I recently listened to a college student describe how so many of her former Christian friends had given up on the church because: a) it was too hypocritical and/or b) it was too condemning and damning. When she asked what could be done about this, I offered this thought: perhaps the Church, much like most of our educative institutions, is suffering from narration sickness; that is, the story we are telling is no longer relevant. If the story of the church goes something like this–you are bad, not just bad, but really bad, and God doesn’t really want anything to do with you except cast you into eternal burning and suffering, except that Jesus comes along and works really hard to change God’s mind, and then only if you know the right set of catchphrases and passwords–then I am surprised more people are not giving up on the church. This narrative (or one close to it) is, in my opinion, not a Story worth giving your life to (though it seems to be far too dominant from far too many pulpits).

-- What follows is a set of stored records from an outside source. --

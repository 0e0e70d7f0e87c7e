//! Storage providers
//!
//! A provider durably stores code blocks. The synchronizer only sees the
//! [`StorageProvider`] contract; [`ProviderContext`] decides which provider is
//! current and persists that choice.

pub mod context;
pub mod contract;
pub mod github;
pub mod local;
pub mod storage;

pub use context::{ProviderContext, ProviderRegistry};
pub use contract::StorageProvider;
pub use github::GitHubProvider;
pub use local::LocalProvider;
pub use storage::{ProviderSelectionStore, XdgSelectionStore};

Thankfully, I believe there is another deeper, richer, more beautiful narrative that does not get enough play, and it goes something like this: God, who is sacrificial Love, called forth all that is through poetic song and called it Good (whole, one, true, full of peace, fertile, flourishing with Life to the full). He created Man and breathed Himself into Man that Man might share in that wholeness. Man, in choosing to be like God rather than Godly, chose himself over God and yet still God chose Man again and again and again and again and again, calling Man to live a life in narrative difference to the numbed silence, indifference, and cold apathy that ends in cruelty, oppression and violence of all kinds. He called Man to be a blessing and to live, in the flesh, the shalom and righteousness that tends to the ones marginalized by the dominant Empires surrounding Man (Assyria, Babylon, Egypt)–the poor, the widow, the fatherless. When Man forgot this calling, God sends prophets to weep over cities teeming with riches but poor in what matters most. When blockheaded Man still didn’t get it, God put on flesh and moved into the neighborhood, doing what the kingdom has always done: breaking social, political, and economic norms to bring flourishing, value, and Life to the Full to the broken, lame, rejected, and impoverished. When Man still didn’t get it and crucified the Kingdom-made-Flesh, God forgives again and again and again and again and again. Then God does something really radical: He calls Man to be the embodiment of this Kingdom-made-Flesh! To be like the One crucified! And when the Church uses this image as its standard to advance power, conquest, and might, God moves again and again and again and again to counter the Church-as-Empire through children, former atheists, convicted criminals, single moms, reformed runaways, repentent billionaires, anyone willing to be broken, spent, used up, willing to die to be made new.
In this story, God is always at work; the first-moved mover, the Hound of Heaven, the Father to the Prodigal. He is reaching, calling, chasing, listening, speaking, weeping, acting, and moving to make all things new. He is the Man of Sorrows and the Hope of the Nations. He is the grand, beautiful, consuming, redeeming Story that wants to turn tin men into flesh, at whatever cost to us, at whatever cost to Him. He is easily pleased and never satisfied. He is The Story–the beginning, the middle, and the end; the Story worth telling, the Story worth living.
I believe this Story to still be relevant and might just possibly be the Story most needed to bring hope to the hopeless, light to the darkness, healing to the nations, and life to the dead and barren places. Perhaps in this Story lies healing for the narration sickness currently wreaking havoc on far too many people like the college student with whom I spoke. Perhaps she’s listening. If not, will you tell her when you see her?